▽

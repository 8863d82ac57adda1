//! Shoot resource (`core.gardener.cloud/v1beta1`)
//!
//! Only the parts of the Shoot API the Azure webhooks read or write are
//! modelled. Patches are computed from this typed view, so fields outside of
//! it are never touched on the admitted object.

use k8s_openapi::apimachinery::pkg::apis::meta::v1::Time;
use kube::CustomResource;
use schemars::JsonSchema;
use serde::{Deserialize, Serialize};

/// Specification of a Shoot cluster
#[derive(CustomResource, Clone, Debug, Default, Deserialize, Serialize, JsonSchema, PartialEq)]
#[kube(
    group = "core.gardener.cloud",
    version = "v1beta1",
    kind = "Shoot",
    plural = "shoots",
    status = "ShootStatus",
    namespaced,
    derive = "PartialEq",
    derive = "Default"
)]
#[serde(rename_all = "camelCase")]
pub struct ShootSpec {
    /// Name of the cloud profile the shoot is built from
    #[serde(default, skip_serializing_if = "Option::is_none")]
    pub cloud_profile_name: Option<String>,

    /// Seed the shoot should be scheduled to (desired seed)
    #[serde(default, skip_serializing_if = "Option::is_none")]
    pub seed_name: Option<String>,

    /// Infrastructure provider and worker pools
    pub provider: Provider,

    /// Cloud region
    #[serde(default)]
    pub region: String,

    /// Pod network configuration
    #[serde(default, skip_serializing_if = "Option::is_none")]
    pub networking: Option<Networking>,
}

/// Provider block of a Shoot
#[derive(Clone, Debug, Default, Deserialize, Serialize, JsonSchema, PartialEq)]
#[serde(rename_all = "camelCase")]
pub struct Provider {
    /// Provider type tag (e.g. "azure")
    #[serde(rename = "type")]
    pub type_: String,

    /// Worker pools; empty for workerless shoots
    #[serde(default, skip_serializing_if = "Vec::is_empty")]
    pub workers: Vec<Worker>,
}

/// A worker pool
#[derive(Clone, Debug, Default, Deserialize, Serialize, JsonSchema, PartialEq)]
#[serde(rename_all = "camelCase")]
pub struct Worker {
    /// Pool name
    pub name: String,

    /// Machine configuration
    #[serde(default, skip_serializing_if = "Option::is_none")]
    pub machine: Option<Machine>,

    /// Minimum number of machines
    #[serde(default)]
    pub minimum: i32,

    /// Maximum number of machines
    #[serde(default)]
    pub maximum: i32,
}

/// Machine type of a worker pool
#[derive(Clone, Debug, Default, Deserialize, Serialize, JsonSchema, PartialEq)]
#[serde(rename_all = "camelCase")]
pub struct Machine {
    /// Machine type name (e.g. "Standard_D4s_v3")
    #[serde(rename = "type")]
    pub type_: String,
}

/// Networking block of a Shoot
#[derive(Clone, Debug, Default, Deserialize, Serialize, JsonSchema, PartialEq)]
#[serde(rename_all = "camelCase")]
pub struct Networking {
    /// Network plugin type tag (e.g. "cilium", "calico")
    #[serde(rename = "type", default, skip_serializing_if = "Option::is_none")]
    pub type_: Option<String>,

    /// Opaque configuration for the network plugin extension
    #[serde(default, skip_serializing_if = "Option::is_none")]
    pub provider_config: Option<serde_json::Value>,

    /// Node CIDR
    #[serde(default, skip_serializing_if = "Option::is_none")]
    pub nodes: Option<String>,

    /// Pod CIDR
    #[serde(default, skip_serializing_if = "Option::is_none")]
    pub pods: Option<String>,

    /// Service CIDR
    #[serde(default, skip_serializing_if = "Option::is_none")]
    pub services: Option<String>,
}

/// Observed state of a Shoot
#[derive(Clone, Debug, Default, Deserialize, Serialize, JsonSchema, PartialEq)]
#[serde(rename_all = "camelCase")]
pub struct ShootStatus {
    /// Seed currently hosting the control plane
    #[serde(default, skip_serializing_if = "Option::is_none")]
    pub seed_name: Option<String>,

    /// Most recent lifecycle operation
    #[serde(default, skip_serializing_if = "Option::is_none")]
    pub last_operation: Option<LastOperation>,
}

/// Record of the most recent lifecycle operation on a shoot
#[derive(Clone, Debug, Deserialize, Serialize, JsonSchema, PartialEq)]
#[serde(rename_all = "camelCase")]
pub struct LastOperation {
    /// Operation kind
    #[serde(rename = "type")]
    pub type_: LastOperationType,

    /// Progress state of the operation
    pub state: LastOperationState,

    /// Human-readable description
    #[serde(default)]
    pub description: String,

    /// Completion percentage
    #[serde(default)]
    pub progress: i32,

    /// When the operation was last updated
    #[serde(default, skip_serializing_if = "Option::is_none")]
    pub last_update_time: Option<Time>,
}

impl LastOperation {
    /// Create a last operation record without description or timestamp
    pub fn new(type_: LastOperationType, state: LastOperationState) -> Self {
        Self {
            type_,
            state,
            description: String::new(),
            progress: 0,
            last_update_time: None,
        }
    }
}

/// Kind of lifecycle operation
#[derive(Clone, Copy, Debug, Deserialize, Serialize, JsonSchema, PartialEq, Eq)]
pub enum LastOperationType {
    /// Initial creation
    Create,
    /// Regular reconciliation
    Reconcile,
    /// Deletion
    Delete,
    /// Control plane migration away from the current seed
    Migrate,
    /// Control plane restore on the new seed
    Restore,
    /// Any value this extension does not know about
    #[serde(other)]
    Unknown,
}

/// Progress state of a lifecycle operation
#[derive(Clone, Copy, Debug, Deserialize, Serialize, JsonSchema, PartialEq, Eq)]
pub enum LastOperationState {
    /// Operation is running
    Processing,
    /// Operation finished successfully
    Succeeded,
    /// Operation hit a retriable error
    Error,
    /// Operation failed permanently
    Failed,
    /// Operation is queued
    Pending,
    /// Operation was aborted
    Aborted,
    /// Any value this extension does not know about
    #[serde(other)]
    Unknown,
}

impl Shoot {
    /// Worker pools declared by the provider block
    pub fn workers(&self) -> &[Worker] {
        &self.spec.provider.workers
    }

    /// The networking type tag, if networking is configured
    pub fn networking_type(&self) -> Option<&str> {
        self.spec.networking.as_ref()?.type_.as_deref()
    }

    /// The most recent lifecycle operation, if any
    pub fn last_operation(&self) -> Option<&LastOperation> {
        self.status.as_ref()?.last_operation.as_ref()
    }

    /// The seed currently hosting the control plane
    pub fn status_seed_name(&self) -> Option<&str> {
        self.status.as_ref()?.seed_name.as_deref()
    }
}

△

* _WORK TASK_:
Exactly as they appear above, set down all of the records once more.

* _ANSWER BELOW_:
repository 8863d82ac57adda1
//! Shoot resource (`core.gardener.cloud/v1beta1`)
//!
//! Only the parts of the Shoot API the Azure webhooks read or write are
//! modelled. Patches are computed from this typed view, so fields outside of
//! it are never touched on the admitted object.

use k8s_openapi::apimachinery::pkg::apis::meta::v1::Time;
use kube::CustomResource;
use schemars::JsonSchema;
use serde::{Deserialize, Serialize};

/// Specification of a Shoot cluster
#[derive(CustomResource, Clone, Debug, Default, Deserialize, Serialize, JsonSchema, PartialEq)]
#[kube(
    group = "core.gardener.cloud",
    version = "v1beta1",
    kind = "Shoot",
    plural = "shoots",
    status = "ShootStatus",
    namespaced,
    derive = "PartialEq",
    derive = "Default"
)]
#[serde(rename_all = "camelCase")]
pub struct ShootSpec {
    /// Name of the cloud profile the shoot is built from
    #[serde(default, skip_serializing_if = "Option::is_none")]
    pub cloud_profile_name: Option<String>,

    /// Seed the shoot should be scheduled to (desired seed)
    #[serde(default, skip_serializing_if = "Option::is_none")]
    pub seed_name: Option<String>,

    /// Infrastructure provider and worker pools
    pub provider: Provider,

    /// Cloud region
    #[serde(default)]
    pub region: String,

    /// Pod network configuration
    #[serde(default, skip_serializing_if = "Option::is_none")]
    pub networking: Option<Networking>,
}

/// Provider block of a Shoot
#[derive(Clone, Debug, Default, Deserialize, Serialize, JsonSchema, PartialEq)]
#[serde(rename_all = "camelCase")]
pub struct Provider {
    /// Provider type tag (e.g. "azure")
    #[serde(rename = "type")]
    pub type_: String,

    /// Worker pools; empty for workerless shoots
    #[serde(default, skip_serializing_if = "Vec::is_empty")]
    pub workers: Vec<Worker>,
}

/// A worker pool
#[derive(Clone, Debug, Default, Deserialize, Serialize, JsonSchema, PartialEq)]
#[serde(rename_all = "camelCase")]
pub struct Worker {
    /// Pool name
    pub name: String,

    /// Machine configuration
    #[serde(default, skip_serializing_if = "Option::is_none")]
    pub machine: Option<Machine>,

    /// Minimum number of machines
    #[serde(default)]
    pub minimum: i32,

    /// Maximum number of machines
    #[serde(default)]
    pub maximum: i32,
}

/// Machine type of a worker pool
#[derive(Clone, Debug, Default, Deserialize, Serialize, JsonSchema, PartialEq)]
#[serde(rename_all = "camelCase")]
pub struct Machine {
    /// Machine type name (e.g. "Standard_D4s_v3")
    #[serde(rename = "type")]
    pub type_: String,
}

/// Networking block of a Shoot
#[derive(Clone, Debug, Default, Deserialize, Serialize, JsonSchema, PartialEq)]
#[serde(rename_all = "camelCase")]
pub struct Networking {
    /// Network plugin type tag (e.g. "cilium", "calico")
    #[serde(rename = "type", default, skip_serializing_if = "Option::is_none")]
    pub type_: Option<String>,

    /// Opaque configuration for the network plugin extension
    #[serde(default, skip_serializing_if = "Option::is_none")]
    pub provider_config: Option<serde_json::Value>,

    /// Node CIDR
    #[serde(default, skip_serializing_if = "Option::is_none")]
    pub nodes: Option<String>,

    /// Pod CIDR
    #[serde(default, skip_serializing_if = "Option::is_none")]
    pub pods: Option<String>,

    /// Service CIDR
    #[serde(default, skip_serializing_if = "Option::is_none")]
    pub services: Option<String>,
}

/// Observed state of a Shoot
#[derive(Clone, Debug, Default, Deserialize, Serialize, JsonSchema, PartialEq)]
#[serde(rename_all = "camelCase")]
pub struct ShootStatus {
    /// Seed currently hosting the control plane
    #[serde(default, skip_serializing_if = "Option::is_none")]
    pub seed_name: Option<String>,

    /// Most recent lifecycle operation
    #[serde(default, skip_serializing_if = "Option::is_none")]
    pub last_operation: Option<LastOperation>,
}

/// Record of the most recent lifecycle operation on a shoot
#[derive(Clone, Debug, Deserialize, Serialize, JsonSchema, PartialEq)]
#[serde(rename_all = "camelCase")]
pub struct LastOperation {
    /// Operation kind
    #[serde(rename = "type")]
    pub type_: LastOperationType,

    /// Progress state of the operation
    pub state: LastOperationState,

    /// Human-readable description
    #[serde(default)]
    pub description: String,

    /// Completion percentage
    #[serde(default)]
    pub progress: i32,

    /// When the operation was last updated
    #[serde(default, skip_serializing_if = "Option::is_none")]
    pub last_update_time: Option<Time>,
}

impl LastOperation {
    /// Create a last operation record without description or timestamp
    pub fn new(type_: LastOperationType, state: LastOperationState) -> Self {
        Self {
            type_,
            state,
            description: String::new(),
            progress: 0,
            last_update_time: None,
        }
    }
}

/// Kind of lifecycle operation
#[derive(Clone, Copy, Debug, Deserialize, Serialize, JsonSchema, PartialEq, Eq)]
pub enum LastOperationType {
    /// Initial creation
    Create,
    /// Regular reconciliation
    Reconcile,
    /// Deletion
    Delete,
    /// Control plane migration away from the current seed
    Migrate,
    /// Control plane restore on the new seed
    Restore,
    /// Any value this extension does not know about
    #[serde(other)]
    Unknown,
}

/// Progress state of a lifecycle operation
#[derive(Clone, Copy, Debug, Deserialize, Serialize, JsonSchema, PartialEq, Eq)]
pub enum LastOperationState {
    /// Operation is running
    Processing,
    /// Operation finished successfully
    Succeeded,
    /// Operation hit a retriable error
    Error,
    /// Operation failed permanently
    Failed,
    /// Operation is queued
    Pending,
    /// Operation was aborted
    Aborted,
    /// Any value this extension does not know about
    #[serde(other)]
    Unknown,
}

impl Shoot {
    /// Worker pools declared by the provider block
    pub fn workers(&self) -> &[Worker] {
        &self.spec.provider.workers
    }

    /// The networking type tag, if networking is configured
    pub fn networking_type(&self) -> Option<&str> {
        self.spec.networking.as_ref()?.type_.as_deref()
    }

    /// The most recent lifecycle operation, if any
    pub fn last_operation(&self) -> Option<&LastOperation> {
        self.status.as_ref()?.last_operation.as_ref()
    }

    /// The seed currently hosting the control plane
    pub fn status_seed_name(&self) -> Option<&str> {
        self.status.as_ref()?.seed_name.as_deref()
    }
}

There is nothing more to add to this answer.